Ricky S. Sekhon (born 15 March 1983) is an English actor.

Early life
Sekhon was born in Southall, London, the son of Punjabi jat parents. He has two older sisters. He graduated from the Royal Holloway, University of London in 2004 with a Bachelor of Arts in Drama and Theatre Studies.

Career
Sekhon started as an acting member of the National Youth Theatre from 2001 to 2005. He played Osama bin Laden in the 2012 film Zero Dark Thirty. At the time of auditioning, he was not told he was auditioning for Osama bin Laden, though he was aware the role was that of a terrorist. He spent eight weeks preparing for the role, during which he learned Arabic and read literature on bin Laden and his political ideology.

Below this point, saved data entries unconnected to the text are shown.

use serde::{Deserialize, Serialize};

/// The visible window onto the complex plane.
///
/// - `offset_x`, `offset_y`: plane coordinates of the surface center
/// - `zoom`: magnification in device pixels per plane unit
///
/// Invariant: `zoom > 0`. Larger zoom means fewer plane units per pixel
/// (zooming in). The interaction controller is the only mutator and clamps
/// boundary input before it reaches this struct.
#[derive(Debug, Clone, Copy, PartialEq, Serialize, Deserialize)]
pub struct ViewState {
    pub offset_x: f64,
    pub offset_y: f64,
    pub zoom: f64,
}

/// Plane height (in plane units) shown by a freshly fitted view. 3.0 frames
/// the Mandelbrot set with a little margin on a typical surface.
pub const INITIAL_PLANE_HEIGHT: f64 = 3.0;

impl ViewState {
    pub fn new(offset_x: f64, offset_y: f64, zoom: f64) -> Self {
        debug_assert!(zoom > 0.0, "zoom must be positive");
        Self {
            offset_x,
            offset_y,
            zoom,
        }
    }

    /// Default view for a surface of the given height: centered on
    /// (-0.5, 0) with zoom sized so the surface spans `INITIAL_PLANE_HEIGHT`
    /// plane units vertically.
    pub fn fit_to_surface(surface_height: u32) -> Self {
        let height = surface_height.max(1) as f64;
        Self {
            offset_x: -0.5,
            offset_y: 0.0,
            zoom: height / INITIAL_PLANE_HEIGHT,
        }
    }

    /// Plane units covered by one device pixel at this zoom.
    pub fn units_per_pixel(&self) -> f64 {
        1.0 / self.zoom
    }
}

#[cfg(test)]
mod tests {
    use super::*;

    #[test]
    fn fit_to_surface_centers_on_cardioid() {
        let view = ViewState::fit_to_surface(600);
        assert_eq!(view.offset_x, -0.5);
        assert_eq!(view.offset_y, 0.0);
        assert_eq!(view.zoom, 200.0);
    }

    #[test]
    fn fit_to_surface_zero_height_still_valid() {
        let view = ViewState::fit_to_surface(0);
        assert!(view.zoom > 0.0);
    }

    #[test]
    fn units_per_pixel_is_reciprocal_of_zoom() {
        let view = ViewState::new(0.0, 0.0, 400.0);
        assert_eq!(view.units_per_pixel(), 0.0025);
    }

    #[test]
    fn serialization_roundtrip() {
        let original = ViewState::new(-0.743, 0.131, 1.0e9);
        let json = serde_json::to_string(&original).unwrap();
        let restored: ViewState = serde_json::from_str(&json).unwrap();
        assert_eq!(restored, original);
    }
}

Sekhon appeared as Hazeem in the 2010 comedy film The Infidel. He has been a part of the National Youth Theatre's outreach programme for many years, taking drama to urban youth centres, directing short films, and shooting a film entitled The Induction with inmates at Feltham Young Offenders Institute. He has worked on directors' courses and short films at the London Film School in Covent Garden, and had his work displayed at the National Gallery.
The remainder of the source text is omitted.